Another drought - USC's zero in the kickoff return for a TD - remains in effect. Matthew Thomas is still the last Gamecock to do it, way back in 2002. While the Gamecocks' opponents have seemingly all found a way to run past USC's coverage to paydirt during that span, USC has been unable to find any kind of answer.
The preseason depth chart has some talent listed on it. Bruce Ellington is at the top of the kick return chart, followed by Victor Hampton and Damiere Byrd. Sanders is the only listed punt returner.
Robinson didn't have a lot of time to work with the special teams, just the allotted 15 practices in the spring.
"I've watched a little bit of film just to see the explosive athletes we have on the team," Robinson said in a radio interview before spring practice. "I know the tools are there in terms of the coverage game and the return game to make plays.
"I haven't had a chance to study the specialists themselves very much. I got a chance to meet a few of them this past weekend. I know we have a group of specialists where we can improve every day."

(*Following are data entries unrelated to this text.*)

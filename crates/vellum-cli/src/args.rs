//! Command-line argument definitions for the Vellum CLI.
//!
//! This module defines the [`Args`] structure parsed from the command line
//! using [`clap`]. Arguments control input/output paths, configuration file
//! selection, and logging verbosity.

use clap::Parser;

/// Command-line arguments for the Vellum scene renderer
#[derive(Parser, Debug)]
#[command(author, version, about, long_about = None)]
pub struct Args {
    /// Path to the input scene file (TOML)
    #[arg(help = "Path to the input scene file")]
    pub input: String,

    /// Path to the output SVG file
    #[arg(short, long, default_value = "out.svg")]
    pub output: String,

    /// Path to configuration file (TOML)
    #[arg(short, long)]
    pub config: Option<String>,

    /// Log level (off, error, warn, info, debug, trace)
    #[arg(long, default_value = "info")]
    pub log_level: String,
}
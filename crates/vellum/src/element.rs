//! The element tree.
//!
//! An [`Element`] is a tagged node holding text attributes, an ordered list
//! of owned children and, for text labels, inline content. Each element kind
//! is a variant of [`ElementKind`]; the kind fixes the tag name and selects
//! the few behaviors that differ between kinds (dimension accessors of
//! lines, inline content of text, the cursor of paths).
//!
//! # Ownership
//!
//! A parent owns its children by value. Adding a child moves it into the
//! parent, so an element can never have two parents and the tree can never
//! contain a cycle. Children are only ever appended.
//!
//! # Example
//!
//! ```
//! use vellum::Element;
//!
//! let mut root = Element::svg();
//! root.set_attribute("width", 100).set_attribute("height", 50);
//!
//! let group = root.add_child(Element::group());
//! group.add_child(Element::rect(0.0, 0.0, 100.0, 50.0));
//! group.add_child(Element::text(10.0, 20.0, "Label"));
//!
//! assert_eq!(root.width().unwrap(), Some(100.0));
//! assert_eq!(root.children().len(), 1);
//! assert_eq!(root.children()[0].children().len(), 2);
//! ```

mod kind;
mod path;

pub use kind::ElementKind;
pub use path::PathCursor;

use std::fmt;

use indexmap::IndexMap;
use log::warn;

use vellum_core::{
    color::Color,
    geometry::{Point, Segment},
    stroke::StrokeDefinition,
    value::Value,
};

use crate::{error::VellumError, serialize::Serializer};

/// Namespace declared on root elements created with [`Element::svg`].
pub const SVG_NAMESPACE: &str = "http://www.w3.org/2000/svg";

/// A node of the markup tree.
#[derive(Debug, Clone, PartialEq)]
pub struct Element {
    kind: ElementKind,
    attributes: IndexMap<String, Value>,
    children: Vec<Element>,
    content: Option<String>,
}

impl Element {
    /// Creates an element of the given kind with no attributes.
    pub fn new(kind: ElementKind) -> Self {
        Self {
            kind,
            attributes: IndexMap::new(),
            children: Vec::new(),
            content: None,
        }
    }

    /// Creates an element of the given kind, pre-populated with attributes.
    pub fn with_attributes<I, K, V>(kind: ElementKind, attributes: I) -> Self
    where
        I: IntoIterator<Item = (K, V)>,
        K: Into<String>,
        V: Into<Value>,
    {
        let mut element = Self::new(kind);
        for (name, value) in attributes {
            element.set_attribute(name, value);
        }
        element
    }

    /// Creates a root `<svg>` element declaring the SVG namespace.
    pub fn svg() -> Self {
        Self::with_attributes(ElementKind::Svg, [("xmlns", SVG_NAMESPACE)])
    }

    /// Creates a root `<svg>` element with exactly the given attributes.
    ///
    /// No namespace is added; include `xmlns` yourself if you need it.
    pub fn svg_with<I, K, V>(attributes: I) -> Self
    where
        I: IntoIterator<Item = (K, V)>,
        K: Into<String>,
        V: Into<Value>,
    {
        Self::with_attributes(ElementKind::Svg, attributes)
    }

    /// Creates an empty `<g>` grouping element.
    pub fn group() -> Self {
        Self::new(ElementKind::Group)
    }

    pub fn rect(x: f32, y: f32, width: f32, height: f32) -> Self {
        Self::with_attributes(
            ElementKind::Rect,
            [("x", x), ("y", y), ("width", width), ("height", height)],
        )
    }

    pub fn circle(cx: f32, cy: f32, r: f32) -> Self {
        Self::with_attributes(ElementKind::Circle, [("cx", cx), ("cy", cy), ("r", r)])
    }

    pub fn circle_at(center: Point, r: f32) -> Self {
        Self::circle(center.x(), center.y(), r)
    }

    pub fn line(x1: f32, y1: f32, x2: f32, y2: f32) -> Self {
        Self::with_attributes(
            ElementKind::Line,
            [("x1", x1), ("y1", y1), ("x2", x2), ("y2", y2)],
        )
    }

    pub fn line_from(segment: Segment) -> Self {
        Self::line(segment.x1(), segment.y1(), segment.x2(), segment.y2())
    }

    /// Creates a `<text>` label anchored at `(x, y)`.
    pub fn text(x: f32, y: f32, content: impl Into<String>) -> Self {
        let mut element = Self::with_attributes(ElementKind::Text, [("x", x), ("y", y)]);
        element.content = Some(content.into());
        element
    }

    pub fn text_at(position: Point, content: impl Into<String>) -> Self {
        Self::text(position.x(), position.y(), content)
    }

    /// Creates an empty `<path>`; see [`Element::move_to`] and friends.
    pub fn path() -> Self {
        Self::new(ElementKind::Path(PathCursor::default()))
    }

    pub fn kind(&self) -> &ElementKind {
        &self.kind
    }

    /// The tag name this element serializes as.
    pub fn tag(&self) -> &'static str {
        self.kind.tag()
    }

    /// Stores `value` under `name`, replacing any previous value.
    ///
    /// Numbers are converted to their decimal text here; see
    /// [`Value`] for the accepted input kinds. Replacing a value keeps the
    /// attribute at its original position in the output.
    pub fn set_attribute(&mut self, name: impl Into<String>, value: impl Into<Value>) -> &mut Self {
        self.attributes.insert(name.into(), value.into());
        self
    }

    /// Builder form of [`Element::set_attribute`].
    pub fn with_attribute(mut self, name: impl Into<String>, value: impl Into<Value>) -> Self {
        self.set_attribute(name, value);
        self
    }

    /// Returns the text stored under `name`, if any.
    pub fn attribute(&self, name: &str) -> Option<&str> {
        self.attributes.get(name).map(Value::as_str)
    }

    /// Iterates over `(name, value)` pairs in insertion order.
    pub fn attributes(&self) -> impl Iterator<Item = (&str, &str)> {
        self.attributes
            .iter()
            .map(|(name, value)| (name.as_str(), value.as_str()))
    }

    /// Reads an attribute as a number.
    ///
    /// Returns `Ok(None)` when the attribute is absent.
    ///
    /// # Errors
    ///
    /// Returns [`VellumError::MalformedNumber`] if the stored text is not a
    /// decimal number.
    pub fn numeric_attribute(&self, name: &str) -> Result<Option<f32>, VellumError> {
        self.attributes
            .get(name)
            .map(|value| {
                value
                    .parse_f32()
                    .map_err(|source| VellumError::MalformedNumber {
                        name: name.to_string(),
                        value: value.to_string(),
                        source,
                    })
            })
            .transpose()
    }

    /// Applies every attribute of `stroke`, dropping optional stroke
    /// attributes left by an earlier stroke.
    pub fn set_stroke(&mut self, stroke: &StrokeDefinition) -> &mut Self {
        self.attributes.shift_remove("stroke-opacity");
        self.attributes.shift_remove("stroke-dasharray");
        for (name, value) in stroke.attributes() {
            self.set_attribute(name, value);
        }
        self
    }

    /// Sets `fill`, and `fill-opacity` for translucent colors.
    ///
    /// A translucent color is written opaque so its alpha is applied once,
    /// through `fill-opacity`.
    pub fn set_fill(&mut self, color: Color) -> &mut Self {
        self.set_attribute("fill", color.opaque());
        if color.is_opaque() {
            self.attributes.shift_remove("fill-opacity");
        } else {
            self.set_attribute("fill-opacity", color.alpha());
        }
        self
    }

    /// Appends `child` and returns it so it can be configured in place.
    ///
    /// # Example
    ///
    /// ```
    /// use vellum::Element;
    ///
    /// let mut root = Element::svg();
    /// root.add_child(Element::circle(5.0, 5.0, 2.0))
    ///     .set_attribute("fill", "red");
    ///
    /// assert_eq!(root.children()[0].attribute("fill"), Some("red"));
    /// ```
    pub fn add_child(&mut self, child: Element) -> &mut Element {
        if matches!(self.kind, ElementKind::Text) {
            warn!(child_tag = child.tag(); "Children of <text> elements are not serialized");
        }

        let index = self.children.len();
        self.children.push(child);
        &mut self.children[index]
    }

    /// Appends several children, left to right.
    pub fn add_children<I>(&mut self, children: I) -> &mut Self
    where
        I: IntoIterator<Item = Element>,
    {
        for child in children {
            self.add_child(child);
        }
        self
    }

    pub fn children(&self) -> &[Element] {
        &self.children
    }

    /// Inline text content; only text labels carry any.
    pub fn content(&self) -> Option<&str> {
        self.content.as_deref()
    }

    pub fn set_content(&mut self, content: impl Into<String>) -> &mut Self {
        self.content = Some(content.into());
        self
    }

    /// Returns the element's width.
    ///
    /// For lines this is the horizontal extent between the endpoints; for
    /// every other kind it is the `width` attribute. `Ok(None)` means the
    /// backing attribute(s) are not set.
    ///
    /// # Errors
    ///
    /// Returns [`VellumError::MalformedNumber`] if a backing attribute holds
    /// non-numeric text.
    pub fn width(&self) -> Result<Option<f32>, VellumError> {
        match self.kind {
            ElementKind::Line => Ok(self.segment()?.map(Segment::width)),
            _ => self.numeric_attribute("width"),
        }
    }

    /// Returns the element's height; see [`Element::width`].
    pub fn height(&self) -> Result<Option<f32>, VellumError> {
        match self.kind {
            ElementKind::Line => Ok(self.segment()?.map(Segment::height)),
            _ => self.numeric_attribute("height"),
        }
    }

    /// Reads the endpoints of a line element.
    ///
    /// Returns `Ok(None)` if any of `x1`, `y1`, `x2`, `y2` is missing.
    ///
    /// # Errors
    ///
    /// Returns [`VellumError::NotASegment`] for non-line elements and
    /// [`VellumError::MalformedNumber`] for non-numeric coordinates.
    pub fn segment(&self) -> Result<Option<Segment>, VellumError> {
        if !matches!(self.kind, ElementKind::Line) {
            return Err(VellumError::NotASegment { tag: self.tag() });
        }

        let x1 = self.numeric_attribute("x1")?;
        let y1 = self.numeric_attribute("y1")?;
        let x2 = self.numeric_attribute("x2")?;
        let y2 = self.numeric_attribute("y2")?;

        let (Some(x1), Some(y1), Some(x2), Some(y2)) = (x1, y1, x2, y2) else {
            return Ok(None);
        };

        Ok(Some(Segment::new(x1, y1, x2, y2)))
    }

    /// Length of a line element; see [`Element::segment`] for errors.
    pub fn length(&self) -> Result<Option<f32>, VellumError> {
        Ok(self.segment()?.map(Segment::length))
    }

    /// Slope of a line element, `None` when unset or vertical.
    pub fn slope(&self) -> Result<Option<f32>, VellumError> {
        Ok(self.segment()?.and_then(Segment::slope))
    }

    /// The point at `fraction` of a line element's length.
    ///
    /// See [`Segment::along`] for the placement rules.
    ///
    /// # Example
    ///
    /// ```
    /// use vellum::{Element, geometry::Point};
    ///
    /// let axis = Element::line(3.0, 10.0, 3.0, 0.0);
    /// assert_eq!(axis.along(0.25).unwrap(), Some(Point::new(3.0, 7.5)));
    /// ```
    pub fn along(&self, fraction: f32) -> Result<Option<Point>, VellumError> {
        Ok(self.segment()?.map(|segment| segment.along(fraction)))
    }

    /// Renders this element and its subtree, indented by `indent_level`
    /// tab characters.
    pub fn serialize(&self, indent_level: usize) -> String {
        Serializer::default().serialize(self, indent_level)
    }
}

impl fmt::Display for Element {
    fn fmt(&self, f: &mut fmt::Formatter<'_>) -> fmt::Result {
        f.write_str(&self.serialize(0))
    }
}
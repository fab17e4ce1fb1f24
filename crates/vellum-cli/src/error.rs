//! Errors reported by the CLI.
//!
//! [`CliError`] implements [`miette::Diagnostic`] so `main` can render it
//! with miette's graphical report handler.

use std::{io, path::PathBuf};

use miette::Diagnostic;
use thiserror::Error;

use vellum::VellumError;

#[derive(Debug, Error, Diagnostic)]
pub enum CliError {
    #[error("I/O error: {0}")]
    #[diagnostic(code(vellum::io))]
    Io(#[from] io::Error),

    #[error("Failed to parse TOML configuration: {0}")]
    #[diagnostic(
        code(vellum::config::parse),
        help("the configuration accepts [output] and [style] tables")
    )]
    ConfigParse(String),

    #[error("Missing configuration file: {}", .0.display())]
    #[diagnostic(code(vellum::config::missing))]
    MissingConfig(PathBuf),

    #[error("Invalid configuration: {0}")]
    #[diagnostic(code(vellum::config::invalid))]
    InvalidConfig(String),

    #[error("Invalid scene: {0}")]
    #[diagnostic(
        code(vellum::scene),
        help("every [[shapes]] entry needs a `kind`: rect, circle, line, text, path or group")
    )]
    Scene(String),

    #[error(transparent)]
    #[diagnostic(code(vellum::render))]
    Render(#[from] VellumError),
}
//! Stroke styling for outlined elements.
//!
//! # Overview
//!
//! - [`StrokeDefinition`]: color, width, dash style and line cap of a stroke
//! - [`StrokeStyle`]: line pattern (solid, dashed, dotted, custom dasharray)
//! - [`StrokeCap`]: how open line ends are drawn
//!
//! A definition is turned into plain attributes with
//! [`StrokeDefinition::attributes`], which the element tree stores like any
//! other attribute.
//!
//! # SVG Attribute Mapping
//!
//! | Property | SVG Attribute | Example Values |
//! |----------|---------------|----------------|
//! | `color` | `stroke`, `stroke-opacity` | `"black"`, `0.5` |
//! | `width` | `stroke-width` | `2` |
//! | `style` | `stroke-dasharray` | `"5,5"` |
//! | `cap` | `stroke-linecap` | `"butt"`, `"round"`, `"square"` |

use std::str::FromStr;

use crate::{color::Color, value::Value};

/// Line pattern of a stroke, mapped to `stroke-dasharray`.
#[derive(Debug, Default, Clone, PartialEq)]
pub enum StrokeStyle {
    /// Continuous line, no dasharray attribute
    #[default]
    Solid,
    /// "5,5"
    Dashed,
    /// "2,3"
    Dotted,
    /// Any other dasharray, passed through as written
    Custom(String),
}

impl StrokeStyle {
    /// Returns the SVG dasharray value for this style, or None for solid lines
    pub fn to_svg_value(&self) -> Option<&str> {
        match self {
            Self::Solid => None,
            Self::Dashed => Some("5,5"),
            Self::Dotted => Some("2,3"),
            Self::Custom(pattern) => Some(pattern.as_str()),
        }
    }
}

impl FromStr for StrokeStyle {
    type Err = String;

    fn from_str(s: &str) -> Result<Self, Self::Err> {
        match s {
            "solid" => Ok(Self::Solid),
            "dashed" => Ok(Self::Dashed),
            "dotted" => Ok(Self::Dotted),
            "" => Err("empty stroke style".to_string()),
            _ => Ok(Self::Custom(s.to_string())),
        }
    }
}

/// How the open ends of a stroked line are rendered.
#[derive(Debug, Default, Clone, Copy, PartialEq, Eq)]
pub enum StrokeCap {
    #[default]
    Butt,
    Round,
    Square,
}

impl StrokeCap {
    /// Returns the SVG stroke-linecap value
    pub fn to_svg_value(self) -> &'static str {
        match self {
            Self::Butt => "butt",
            Self::Round => "round",
            Self::Square => "square",
        }
    }
}

impl FromStr for StrokeCap {
    type Err = String;

    fn from_str(s: &str) -> Result<Self, Self::Err> {
        match s {
            "butt" => Ok(Self::Butt),
            "round" => Ok(Self::Round),
            "square" => Ok(Self::Square),
            _ => Err(format!(
                "invalid stroke cap `{s}`, valid values: butt, round, square"
            )),
        }
    }
}

/// A complete stroke description.
///
/// # Examples
///
/// ```
/// use vellum_core::{color::Color, stroke::{StrokeCap, StrokeDefinition}};
///
/// let mut stroke = StrokeDefinition::dashed(Color::new("blue").unwrap(), 1.5);
/// stroke.set_cap(StrokeCap::Round);
///
/// let names: Vec<_> = stroke.attributes().into_iter().map(|(name, _)| name).collect();
/// assert_eq!(
///     names,
///     ["stroke", "stroke-width", "stroke-linecap", "stroke-dasharray"]
/// );
/// ```
#[derive(Debug, Clone, PartialEq)]
pub struct StrokeDefinition {
    color: Color,
    width: f32,
    style: StrokeStyle,
    cap: StrokeCap,
}

impl StrokeDefinition {
    /// Creates a solid stroke with the given color and width
    pub fn new(color: Color, width: f32) -> Self {
        Self {
            color,
            width,
            ..Self::default()
        }
    }

    pub fn solid(color: Color, width: f32) -> Self {
        Self::new(color, width)
    }

    pub fn dashed(color: Color, width: f32) -> Self {
        let mut stroke = Self::new(color, width);
        stroke.set_style(StrokeStyle::Dashed);
        stroke
    }

    pub fn dotted(color: Color, width: f32) -> Self {
        let mut stroke = Self::new(color, width);
        stroke.set_style(StrokeStyle::Dotted);
        stroke
    }

    pub fn color(&self) -> Color {
        self.color
    }

    pub fn width(&self) -> f32 {
        self.width
    }

    pub fn style(&self) -> &StrokeStyle {
        &self.style
    }

    pub fn cap(&self) -> StrokeCap {
        self.cap
    }

    pub fn set_color(&mut self, color: Color) {
        self.color = color;
    }

    pub fn set_width(&mut self, width: f32) {
        self.width = width;
    }

    pub fn set_style(&mut self, style: StrokeStyle) {
        self.style = style;
    }

    pub fn set_cap(&mut self, cap: StrokeCap) {
        self.cap = cap;
    }

    /// Returns the attributes describing this stroke, in a fixed order.
    ///
    /// Translucent colors are written opaque, with their alpha carried by
    /// `stroke-opacity`. `stroke-dasharray` is only emitted for non-solid
    /// styles.
    pub fn attributes(&self) -> Vec<(&'static str, Value)> {
        let mut attributes = vec![("stroke", Value::from(self.color.opaque()))];

        if !self.color.is_opaque() {
            attributes.push(("stroke-opacity", Value::from(self.color.alpha())));
        }

        attributes.push(("stroke-width", Value::from(self.width)));
        attributes.push(("stroke-linecap", Value::from(self.cap.to_svg_value())));

        if let Some(dasharray) = self.style.to_svg_value() {
            attributes.push(("stroke-dasharray", Value::from(dasharray)));
        }

        attributes
    }
}

impl Default for StrokeDefinition {
    fn default() -> Self {
        Self {
            color: Color::default(),
            width: 1.0,
            style: StrokeStyle::default(),
            cap: StrokeCap::default(),
        }
    }
}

The kickers will determine some of the special teams' prowess but much of Robinson's impact will be judged by the return game. It's been so long since USC had a consistently dangerous returner that if Ellington, Sanders et al can burst for a long gain on Aug. 30, Robinson might be in line for a contract extension before halftime.
Sanders, at least, was excited to show that USC won't be picked on in special teams this year.
"I'm really looking at opening it up in the special teams game," Sanders said. "Special teams really give a team a big boost. I'm looking at being that return man and the slot man."